Collected data

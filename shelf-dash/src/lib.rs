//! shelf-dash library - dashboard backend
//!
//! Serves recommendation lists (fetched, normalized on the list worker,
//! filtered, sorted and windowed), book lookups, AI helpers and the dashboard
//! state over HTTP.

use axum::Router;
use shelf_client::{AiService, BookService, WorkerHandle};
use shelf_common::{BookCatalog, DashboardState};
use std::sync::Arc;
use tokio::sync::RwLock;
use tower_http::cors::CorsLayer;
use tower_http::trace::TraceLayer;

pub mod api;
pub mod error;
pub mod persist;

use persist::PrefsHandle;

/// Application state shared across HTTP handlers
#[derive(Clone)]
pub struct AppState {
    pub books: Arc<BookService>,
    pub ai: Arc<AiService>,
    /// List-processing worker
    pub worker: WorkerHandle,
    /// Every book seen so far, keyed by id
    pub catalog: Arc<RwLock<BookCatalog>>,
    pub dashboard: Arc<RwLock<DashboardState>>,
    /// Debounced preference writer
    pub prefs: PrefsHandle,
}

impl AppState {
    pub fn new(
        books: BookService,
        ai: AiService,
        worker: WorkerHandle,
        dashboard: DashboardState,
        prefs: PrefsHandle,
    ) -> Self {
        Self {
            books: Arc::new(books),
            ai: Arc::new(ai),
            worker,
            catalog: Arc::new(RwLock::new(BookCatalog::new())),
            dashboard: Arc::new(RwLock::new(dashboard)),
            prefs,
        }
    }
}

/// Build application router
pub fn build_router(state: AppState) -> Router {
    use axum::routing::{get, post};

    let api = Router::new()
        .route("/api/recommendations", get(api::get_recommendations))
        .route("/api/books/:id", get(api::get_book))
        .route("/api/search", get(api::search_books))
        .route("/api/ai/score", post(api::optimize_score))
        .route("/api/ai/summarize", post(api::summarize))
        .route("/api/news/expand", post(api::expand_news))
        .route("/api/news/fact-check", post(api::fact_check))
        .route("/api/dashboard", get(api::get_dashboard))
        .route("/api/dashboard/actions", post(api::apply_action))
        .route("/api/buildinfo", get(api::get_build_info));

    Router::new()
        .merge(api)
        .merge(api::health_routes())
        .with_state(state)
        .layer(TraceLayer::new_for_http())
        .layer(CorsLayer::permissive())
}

* _Exercise instructions_
The answer must be every entry, reproduced exactly.

* _Written solution_
filename shelf-dash/src/lib.rs
//! shelf-dash library - dashboard backend
//!
//! Serves recommendation lists (fetched, normalized on the list worker,
//! filtered, sorted and windowed), book lookups, AI helpers and the dashboard
//! state over HTTP.

use axum::Router;
use shelf_client::{AiService, BookService, WorkerHandle};
use shelf_common::{BookCatalog, DashboardState};
use std::sync::Arc;
use tokio::sync::RwLock;
use tower_http::cors::CorsLayer;
use tower_http::trace::TraceLayer;

pub mod api;
pub mod error;
pub mod persist;

use persist::PrefsHandle;

/// Application state shared across HTTP handlers
#[derive(Clone)]
pub struct AppState {
    pub books: Arc<BookService>,
    pub ai: Arc<AiService>,
    /// List-processing worker
    pub worker: WorkerHandle,
    /// Every book seen so far, keyed by id
    pub catalog: Arc<RwLock<BookCatalog>>,
    pub dashboard: Arc<RwLock<DashboardState>>,
    /// Debounced preference writer
    pub prefs: PrefsHandle,
}

impl AppState {
    pub fn new(
        books: BookService,
        ai: AiService,
        worker: WorkerHandle,
        dashboard: DashboardState,
        prefs: PrefsHandle,
    ) -> Self {
        Self {
            books: Arc::new(books),
            ai: Arc::new(ai),
            worker,
            catalog: Arc::new(RwLock::new(BookCatalog::new())),
            dashboard: Arc::new(RwLock::new(dashboard)),
            prefs,
        }
    }
}

/// Build application router
pub fn build_router(state: AppState) -> Router {
    use axum::routing::{get, post};

    let api = Router::new()
        .route("/api/recommendations", get(api::get_recommendations))
        .route("/api/books/:id", get(api::get_book))
        .route("/api/search", get(api::search_books))
        .route("/api/ai/score", post(api::optimize_score))
        .route("/api/ai/summarize", post(api::summarize))
        .route("/api/news/expand", post(api::expand_news))
        .route("/api/news/fact-check", post(api::fact_check))
        .route("/api/dashboard", get(api::get_dashboard))
        .route("/api/dashboard/actions", post(api::apply_action))
        .route("/api/buildinfo", get(api::get_build_info));

    Router::new()
        .merge(api)
        .merge(api::health_routes())
        .with_state(state)
        .layer(TraceLayer::new_for_http())
        .layer(CorsLayer::permissive())
}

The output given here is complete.